А моя жизнь вскоре после этого факта круто повернулась и вошла в совершенно новое русло.
Началось с того, что постоянно слонявшийся на заводе под видом рабочего полицейский шпик по кличке «Москва» стал буквально преследовать меня, не давая мне, как говорится, ни отдыха, ни срока. Он встречал меня «неожиданно» на дороге и делал вид, что идет куда-то по своим делам. Он часто околачивался у калитки нашего двора. И само собой разумеется, шпик встречал и провожал меня всякий раз, когда я бывал у Семена Мартыновича Рыжкова или у других учителей. Таким образом, каждый мой шаг становился известен полиции и, следовательно, приставу Грекову.
Однажды меня вызвали в полицию. Я вновь встретился с приставом Грековым. Он начал резко и грубо упрекать меня в антиправительственных действиях. В ответ на мои вопросы о том, в чем эти действия выражаются, пристав начинал пугать меня, что представители власти все знают о моем поведении и что он не потерпит враждебного отношения к государственной власти, к царскому правительству. Я защищался как мог и пытался уверить Грекова, что ни в чем не виноват, но он продолжал настаивать на своем. Не добившись ничего, он отпустил меня.
Месяца через два после этого, во время моего отсутствия, на моей квартире неожиданно был произведен тщательный обыск. По обычной своей привычке, полицейские обшарили все углы и перевернули все вверх дном. Не удовлетворившись этим, они побывали в погребе и на чердаке, подробным образом исследовали стены дома изнутри и снаружи. Искали всюду, но ничего предосудительного так и не нашли. Полицейские ищейки вынуждены были уйти несолоно хлебавши.

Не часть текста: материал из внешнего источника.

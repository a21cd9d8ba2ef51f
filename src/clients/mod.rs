pub mod backend;
pub mod school_client;

pub use backend::{ImportBackend, TemplateDownload};
pub use school_client::SchoolApiClient;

На следующий день меня опять вызвали в полицейское управление. Там мне заявили, что, хотя обыск был неудачным, они все равно знают, что я веду антигосударственную работу.

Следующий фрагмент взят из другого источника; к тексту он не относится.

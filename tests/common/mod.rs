//! 测试用的内存后端
#![allow(dead_code)]

use async_trait::async_trait;
use serde_json::{json, Map};
use std::collections::VecDeque;
use std::sync::atomic::{AtomicUsize, Ordering};
use std::sync::{Arc, Mutex};
use std::time::Duration;

use student_import::error::ApiError;
use student_import::models::{
    AcademicYear, CommitResponse, CompleteSelection, EducationLevel, Grade, ImportResults,
    ImportedRecord, JobStatus, Page, PreviewResult, RowError, SchoolClass, UploadedFile,
};
use student_import::{AppError, AppResult, ImportBackend, TemplateDownload, TrackerSettings, WizardController};

/// 提交接口的行为
#[derive(Debug, Clone)]
pub enum CommitMode {
    /// 返回任务ID，进度靠轮询
    WithJob(String),
    /// 同步返回结果，没有任务ID
    Synchronous,
    /// 传输失败
    Fail(String),
}

/// 一次轮询的脚本
#[derive(Debug, Clone)]
pub enum PollScript {
    Status(JobStatus),
    Fail,
}

pub fn running(progress: f64, message: &str) -> PollScript {
    PollScript::Status(JobStatus {
        progress,
        current_status: message.to_string(),
        ..Default::default()
    })
}

pub fn finished(successful: u32) -> PollScript {
    PollScript::Status(JobStatus {
        progress: 100.0,
        current_status: "完成".to_string(),
        completed: true,
        results: Some(ImportResults {
            total_rows: successful,
            successful_imports: successful,
            ..Default::default()
        }),
        ..Default::default()
    })
}

pub fn failed(message: &str) -> PollScript {
    PollScript::Status(JobStatus {
        progress: 40.0,
        error: Some(message.to_string()),
        ..Default::default()
    })
}

struct FakeState {
    commit_mode: CommitMode,
    polls: VecDeque<PollScript>,
    last_status: JobStatus,
    template_error: Option<String>,
    content_disposition: Option<String>,
    persisted_students: u32,
}

/// 内存后端
///
/// 文件内容按行当作数据行，包含 `BAD` 的行会产生行级错误
pub struct FakeBackend {
    state: Mutex<FakeState>,
    poll_latency: Mutex<Duration>,
    commit_latency: Mutex<Duration>,
    pub preview_calls: AtomicUsize,
    pub commit_calls: AtomicUsize,
    pub status_calls: AtomicUsize,
    pub template_calls: AtomicUsize,
    polls_in_flight: AtomicUsize,
    pub max_polls_in_flight: AtomicUsize,
}

impl FakeBackend {
    pub fn new(commit_mode: CommitMode) -> Arc<Self> {
        Arc::new(Self {
            state: Mutex::new(FakeState {
                commit_mode,
                polls: VecDeque::new(),
                last_status: JobStatus {
                    current_status: "排队中".to_string(),
                    ..Default::default()
                },
                template_error: None,
                content_disposition: None,
                persisted_students: 0,
            }),
            poll_latency: Mutex::new(Duration::ZERO),
            commit_latency: Mutex::new(Duration::ZERO),
            preview_calls: AtomicUsize::new(0),
            commit_calls: AtomicUsize::new(0),
            status_calls: AtomicUsize::new(0),
            template_calls: AtomicUsize::new(0),
            polls_in_flight: AtomicUsize::new(0),
            max_polls_in_flight: AtomicUsize::new(0),
        })
    }

    pub fn script_polls(&self, polls: impl IntoIterator<Item = PollScript>) {
        self.state.lock().unwrap().polls.extend(polls);
    }

    pub fn set_commit_mode(&self, mode: CommitMode) {
        self.state.lock().unwrap().commit_mode = mode;
    }

    pub fn set_template_error(&self, message: &str) {
        self.state.lock().unwrap().template_error = Some(message.to_string());
    }

    pub fn set_content_disposition(&self, header: &str) {
        self.state.lock().unwrap().content_disposition = Some(header.to_string());
    }

    pub fn set_poll_latency(&self, latency: Duration) {
        *self.poll_latency.lock().unwrap() = latency;
    }

    pub fn set_commit_latency(&self, latency: Duration) {
        *self.commit_latency.lock().unwrap() = latency;
    }

    pub fn persisted_students(&self) -> u32 {
        self.state.lock().unwrap().persisted_students
    }

    pub fn count(counter: &AtomicUsize) -> usize {
        counter.load(Ordering::SeqCst)
    }

    fn validate(file: &UploadedFile) -> PreviewResult {
        let text = String::from_utf8_lossy(&file.bytes);
        let rows: Vec<&str> = text.lines().filter(|l| !l.trim().is_empty()).collect();
        let errors = rows
            .iter()
            .enumerate()
            .filter(|(_, line)| line.contains("BAD"))
            .map(|(i, _)| RowError {
                row: Some(i as u32 + 2),
                error: "缺少学生姓名".to_string(),
            })
            .collect();
        PreviewResult {
            total_rows: rows.len() as u32,
            processed_rows: rows.len() as u32,
            errors,
            warnings: Vec::new(),
            sample_rows: rows.iter().take(3).map(|l| json!({ "raw": l })).collect(),
        }
    }
}

#[async_trait]
impl ImportBackend for FakeBackend {
    async fn education_levels(&self) -> AppResult<Page<EducationLevel>> {
        Ok(Page::from_items(vec![
            EducationLevel {
                id: 1,
                name: "小学".to_string(),
                grades: vec![
                    Grade { id: 3, name: "三年级".to_string() },
                    Grade { id: 4, name: "四年级".to_string() },
                ],
            },
            EducationLevel {
                id: 2,
                name: "初中".to_string(),
                grades: vec![Grade { id: 8, name: "初二".to_string() }],
            },
        ]))
    }

    async fn academic_years(&self) -> AppResult<Page<AcademicYear>> {
        Ok(Page::from_items(vec![
            AcademicYear { id: 2024, name: "2024-2025".to_string(), is_current: true },
            AcademicYear { id: 2025, name: "2025-2026".to_string(), is_current: false },
        ]))
    }

    async fn classes_for_grade(&self, grade_id: i64) -> AppResult<Page<SchoolClass>> {
        let all = vec![
            SchoolClass { id: 7, name: "三年级一班".to_string(), grade_id: Some(3) },
            SchoolClass { id: 9, name: "三年级二班".to_string(), grade_id: Some(3) },
            SchoolClass { id: 11, name: "四年级一班".to_string(), grade_id: Some(4) },
        ];
        Ok(Page::from_items(
            all.into_iter().filter(|c| c.grade_id == Some(grade_id)).collect(),
        ))
    }

    async fn download_template(
        &self,
        _selection: &CompleteSelection,
    ) -> AppResult<TemplateDownload> {
        self.template_calls.fetch_add(1, Ordering::SeqCst);
        let state = self.state.lock().unwrap();
        if let Some(message) = &state.template_error {
            return Err(ApiError::BadResponse {
                endpoint: "students/import/template/".to_string(),
                status: 500,
                message: message.clone(),
            }
            .into());
        }
        Ok(TemplateDownload {
            bytes: b"name,parent\n".to_vec(),
            content_disposition: state.content_disposition.clone(),
        })
    }

    async fn preview_import(
        &self,
        file: &UploadedFile,
        _selection: &CompleteSelection,
    ) -> AppResult<PreviewResult> {
        self.preview_calls.fetch_add(1, Ordering::SeqCst);
        Ok(Self::validate(file))
    }

    async fn commit_import(
        &self,
        file: &UploadedFile,
        _selection: &CompleteSelection,
    ) -> AppResult<CommitResponse> {
        self.commit_calls.fetch_add(1, Ordering::SeqCst);
        let latency = *self.commit_latency.lock().unwrap();
        if !latency.is_zero() {
            tokio::time::sleep(latency).await;
        }
        let preview = Self::validate(file);
        let mut state = self.state.lock().unwrap();

        match state.commit_mode.clone() {
            CommitMode::Fail(message) => Err(ApiError::BadResponse {
                endpoint: "students/import/".to_string(),
                status: 502,
                message,
            }
            .into()),
            CommitMode::WithJob(job_id) => {
                state.persisted_students += preview.total_rows;
                Ok(CommitResponse {
                    job_id: Some(job_id),
                    results: ImportResults {
                        total_rows: preview.total_rows,
                        ..Default::default()
                    },
                })
            }
            CommitMode::Synchronous => {
                state.persisted_students += preview.total_rows;
                let created_students = (0..preview.total_rows)
                    .map(|i| ImportedRecord {
                        id: Some(i as i64 + 1),
                        name: Some(format!("学生{}", i + 1)),
                        extra: Map::new(),
                    })
                    .collect();
                Ok(CommitResponse {
                    job_id: None,
                    results: ImportResults {
                        total_rows: preview.total_rows,
                        successful_imports: preview.total_rows,
                        created_students,
                        ..Default::default()
                    },
                })
            }
        }
    }

    async fn job_status(&self, _job_id: &str) -> AppResult<JobStatus> {
        self.status_calls.fetch_add(1, Ordering::SeqCst);
        let in_flight = self.polls_in_flight.fetch_add(1, Ordering::SeqCst) + 1;
        self.max_polls_in_flight.fetch_max(in_flight, Ordering::SeqCst);

        let latency = *self.poll_latency.lock().unwrap();
        if !latency.is_zero() {
            tokio::time::sleep(latency).await;
        }
        self.polls_in_flight.fetch_sub(1, Ordering::SeqCst);

        let mut state = self.state.lock().unwrap();
        match state.polls.pop_front() {
            Some(PollScript::Status(status)) => {
                state.last_status = status.clone();
                Ok(status)
            }
            Some(PollScript::Fail) => Err(AppError::Api(ApiError::BadResponse {
                endpoint: "students/import/progress".to_string(),
                status: 503,
                message: "Service Unavailable".to_string(),
            })),
            None => Ok(state.last_status.clone()),
        }
    }
}

pub fn settings() -> TrackerSettings {
    TrackerSettings {
        poll_interval: Duration::from_secs(1),
        max_polls: 10,
        simulation_step: Duration::from_millis(600),
    }
}

/// 50 行干净数据
pub fn clean_file(rows: usize) -> UploadedFile {
    let body: String = (0..rows).map(|i| format!("学生{},家长{}\n", i, i)).collect();
    UploadedFile::new("students.xlsx", body.into_bytes())
}

/// 第二行有错误的文件
pub fn file_with_error() -> UploadedFile {
    UploadedFile::new(
        "students.xlsx",
        "学生1,家长1\nBAD,家长2\n学生3,家长3\n".as_bytes().to_vec(),
    )
}

/// 选好 {阶段 1, 年级 3, 班级 7, 学年 2024} 并进入上传步骤
pub async fn wizard_at_upload(backend: Arc<FakeBackend>) -> WizardController {
    let mut wizard = WizardController::new(backend, settings());
    wizard.load_catalog().await.unwrap();
    wizard.select_level(1).unwrap();
    wizard.select_grade(3).unwrap();
    wizard.load_classes().await.unwrap();
    wizard.select_class(7).unwrap();
    wizard.select_academic_year(2024).unwrap();
    wizard.confirm_structure().unwrap();
    wizard.proceed_to_upload().unwrap();
    wizard
}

— Если вы не прекратите своей преступной деятельности, — пригрозил дежурный полицейский чин, — то будете арестованы. Мы вас предупреждаем, а сейчас можете идти.
Все это был шантаж, и я, конечно, понимал это. Подозрения и угрозы полицейских не имели под собой никакого основания прежде всего потому, что в то время я не вел какой-либо активной работы, и не только явной, но и скрытой. Единственное, что могло быть поставлено мне в вину, были мои встречи с друзьями-рабочими и учителями. В беседах действительно затрагивались некоторые политические вопросы.

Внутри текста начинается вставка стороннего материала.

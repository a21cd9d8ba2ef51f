//! 模板下载服务 - 业务能力层
//!
//! 单次请求/响应，不跟踪任务，不自动重试

use chrono::NaiveDate;
use once_cell::sync::Lazy;
use regex::Regex;
use std::path::{Path, PathBuf};
use std::sync::Arc;
use tracing::{info, warn};

use crate::clients::ImportBackend;
use crate::error::{AppError, AppResult};
use crate::models::CompleteSelection;

static EXTENDED_FILENAME: Lazy<Regex> = Lazy::new(|| {
    Regex::new(r#"(?i)filename\*\s*=\s*(?:UTF-8|utf-8)?''([^;]+)"#).expect("静态正则")
});

static PLAIN_FILENAME: Lazy<Regex> = Lazy::new(|| {
    Regex::new(r#"(?i)filename\s*=\s*(?:"([^"]*)"|([^;]+))"#).expect("静态正则")
});

/// 下载得到的模板文件
#[derive(Debug, Clone, PartialEq, Eq)]
pub struct TemplateFile {
    pub file_name: String,
    pub bytes: Vec<u8>,
}

impl TemplateFile {
    /// 保存到目录，返回完整路径
    pub async fn save_to(&self, dir: impl AsRef<Path>) -> AppResult<PathBuf> {
        let dir = dir.as_ref();
        tokio::fs::create_dir_all(dir)
            .await
            .map_err(|e| AppError::io(dir.display().to_string(), e))?;

        // 只取最后一段，文件不会写到目录之外
        let file_name = safe_file_name(&self.file_name)
            .unwrap_or_else(|| fallback_template_name(chrono::Local::now().date_naive()));
        let path = dir.join(file_name);
        tokio::fs::write(&path, &self.bytes)
            .await
            .map_err(|e| AppError::io(path.display().to_string(), e))?;
        Ok(path)
    }
}

/// 模板下载服务
pub struct TemplateProvisioner {
    backend: Arc<dyn ImportBackend>,
}

impl TemplateProvisioner {
    pub fn new(backend: Arc<dyn ImportBackend>) -> Self {
        Self { backend }
    }

    /// 下载与所选结构对应的模板
    pub async fn provision(&self, selection: &CompleteSelection) -> AppResult<TemplateFile> {
        let download = self
            .backend
            .download_template(selection)
            .await
            .map_err(|e| {
                warn!("模板下载失败 {}: {}", selection, e);
                AppError::TemplateUnavailable {
                    message: e.user_message(),
                }
            })?;

        let file_name = download
            .content_disposition
            .as_deref()
            .and_then(filename_from_disposition)
            .unwrap_or_else(|| fallback_template_name(chrono::Local::now().date_naive()));

        info!("✓ 模板已下载: {} ({} 字节)", file_name, download.bytes.len());

        Ok(TemplateFile {
            file_name,
            bytes: download.bytes,
        })
    }
}

/// 从 `Content-Disposition` 中解析文件名
///
/// `filename*=UTF-8''...` 优先于 `filename=`
///
/// 只保留路径的最后一段；`..`、空名等无法使用时返回 `None`
pub fn filename_from_disposition(header: &str) -> Option<String> {
    if let Some(cap) = EXTENDED_FILENAME.captures(header) {
        let name = percent_decode(cap[1].trim().trim_matches('"'));
        if let Some(name) = safe_file_name(&name) {
            return Some(name);
        }
    }

    let cap = PLAIN_FILENAME.captures(header)?;
    let name = cap.get(1).or_else(|| cap.get(2))?.as_str();
    safe_file_name(name)
}

/// 去掉目录部分（`/` 与 `\\` 都视为分隔符）
fn safe_file_name(name: &str) -> Option<String> {
    let last = name.rsplit(|c| c == '/' || c == '\\').next()?.trim();
    match last {
        "" | "." | ".." => None,
        _ => Some(last.to_string()),
    }
}

/// 没有响应头时的文件名，包含当天日期
pub fn fallback_template_name(today: NaiveDate) -> String {
    format!("student_import_template_{}.xlsx", today.format("%Y-%m-%d"))
}

fn percent_decode(input: &str) -> String {
    let bytes = input.as_bytes();
    let mut out = Vec::with_capacity(bytes.len());
    let mut i = 0;
    while i < bytes.len() {
        if bytes[i] == b'%' && i + 2 < bytes.len() {
            let decoded = std::str::from_utf8(&bytes[i + 1..i + 3])
                .ok()
                .and_then(|hex| u8::from_str_radix(hex, 16).ok());
            if let Some(byte) = decoded {
                out.push(byte);
                i += 3;
                continue;
            }
        }
        out.push(bytes[i]);
        i += 1;
    }
    String::from_utf8_lossy(&out).into_owned()
}

#[cfg(test)]
mod tests {
    use super::*;

    #[test]
    fn test_plain_filename() {
        assert_eq!(
            filename_from_disposition(r#"attachment; filename="plantilla_1_3_7.xlsx""#).as_deref(),
            Some("plantilla_1_3_7.xlsx")
        );
        assert_eq!(
            filename_from_disposition("attachment; filename=template.xlsx; size=10").as_deref(),
            Some("template.xlsx")
        );
    }

    #[test]
    fn test_extended_filename_wins() {
        let header = "attachment; filename=\"fallback.xlsx\"; filename*=UTF-8''%E5%AD%A6%E7%94%9F.xlsx";
        assert_eq!(
            filename_from_disposition(header).as_deref(),
            Some("学生.xlsx")
        );
    }

    #[test]
    fn test_no_filename() {
        assert_eq!(filename_from_disposition("attachment"), None);
        assert_eq!(filename_from_disposition(r#"attachment; filename="""#), None);
    }

    #[test]
    fn test_fallback_name_has_date() {
        let date = NaiveDate::from_ymd_opt(2024, 9, 1).unwrap();
        assert_eq!(
            fallback_template_name(date),
            "student_import_template_2024-09-01.xlsx"
        );
    }

    #[test]
    fn test_disposition_path_is_stripped() {
        assert_eq!(
            filename_from_disposition(r#"attachment; filename="../escaped.xlsx""#).as_deref(),
            Some("escaped.xlsx")
        );
        assert_eq!(
            filename_from_disposition("attachment; filename=/etc/cron.d/x.xlsx").as_deref(),
            Some("x.xlsx")
        );
        assert_eq!(
            filename_from_disposition(r#"attachment; filename="..\\..\\win.xlsx""#).as_deref(),
            Some("win.xlsx")
        );
        assert_eq!(
            filename_from_disposition("attachment; filename*=UTF-8''..%2F..%2Fx.xlsx").as_deref(),
            Some("x.xlsx")
        );
        assert_eq!(filename_from_disposition(r#"attachment; filename="..""#), None);
        assert_eq!(filename_from_disposition(r#"attachment; filename="dir/""#), None);
    }

    #[tokio::test]
    async fn test_save_to_stays_inside_directory() {
        let root = std::env::temp_dir().join(format!("student_import_tpl_{}", std::process::id()));
        let dir = root.join("templates");
        let template = TemplateFile {
            file_name: "../escaped.xlsx".to_string(),
            bytes: b"name\n".to_vec(),
        };

        let path = template.save_to(&dir).await.unwrap();
        assert_eq!(path, dir.join("escaped.xlsx"));
        assert!(path.exists());
        assert!(!root.join("escaped.xlsx").exists());

        let _ = std::fs::remove_dir_all(&root);
    }
}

Недели через две меня арестовали. На допросах чиновники и сам пристав Греков продолжали настаивать на том, чтобы я сознался в своей «преступной деятельности». Признаваться мне, собственно, было не в чем, да я не сделал бы этого и ни при каких других обстоятельствах. Не добившись от меня никаких признаний, полиция вынуждена была вскоре вновь отпустить меня на свободу. При этом мне заявили:
— Пока что у нас нет каких-либо веских доказательств твоей неблагонадежности, но рано или поздно мы схватим тебя с поличным. И тогда ты будешь немедленно уволен с завода. Походишь без работы — узнаешь, почем фунт лиха.
РАБОЧЕЕ БРАТСТВО
Металлургический завод Донецко-Юрьевского металлургического общества (ДЮМО) в 1898 году уже работал полным ходом: выпускал кокс, чугун, сталь, различные виды проката. Сооружались новые домны, мартеновские печи, прокатные станы. Чтобы ускорить развитие завода и одновременно не допустить создания на русском заводе новейших агрегатов, иностранные компаньоны Алчевского настояли на том, чтобы на заводе были установлены прокатные станы, уже работавшие в Бельгии.
С ростом завода увеличивался приток рабочих, главным образом из числа разорившихся крестьян Луганщины и соседних губерний, все шире вовлекались в производство женщины и подростки. Осваивался выпуск новых видов продукции. В результате совместного труда строителей, доменщиков, сталелитейщиков, прокатчиков и рабочих других профессий у них постепенно вырабатывалось сознание общности их интересов перед заводской администрацией или, вернее, перед русскими и иностранными владельцами завода — его хозяевами.
Работа в электротехническом цехе сталкивала меня со многими производственными процессами, которых я раньше не знал, увеличивала круг моих знакомств, помогала увидеть в людях то, чего я прежде не замечал или чему не придавал значения. Многое мне было еще непонятно, а кое-что и вовсе проходило мимо моего внимания. Однако невозможно было не заметить, что, работая сообща, а не в одиночку, быстрее и лучше можно сделать любое дело. А если рядом с тобой товарищи, размышлял я все чаще и чаще, то куда веселее работать и жить, есть к кому обратиться за советом и помощью, легче переносить трудности.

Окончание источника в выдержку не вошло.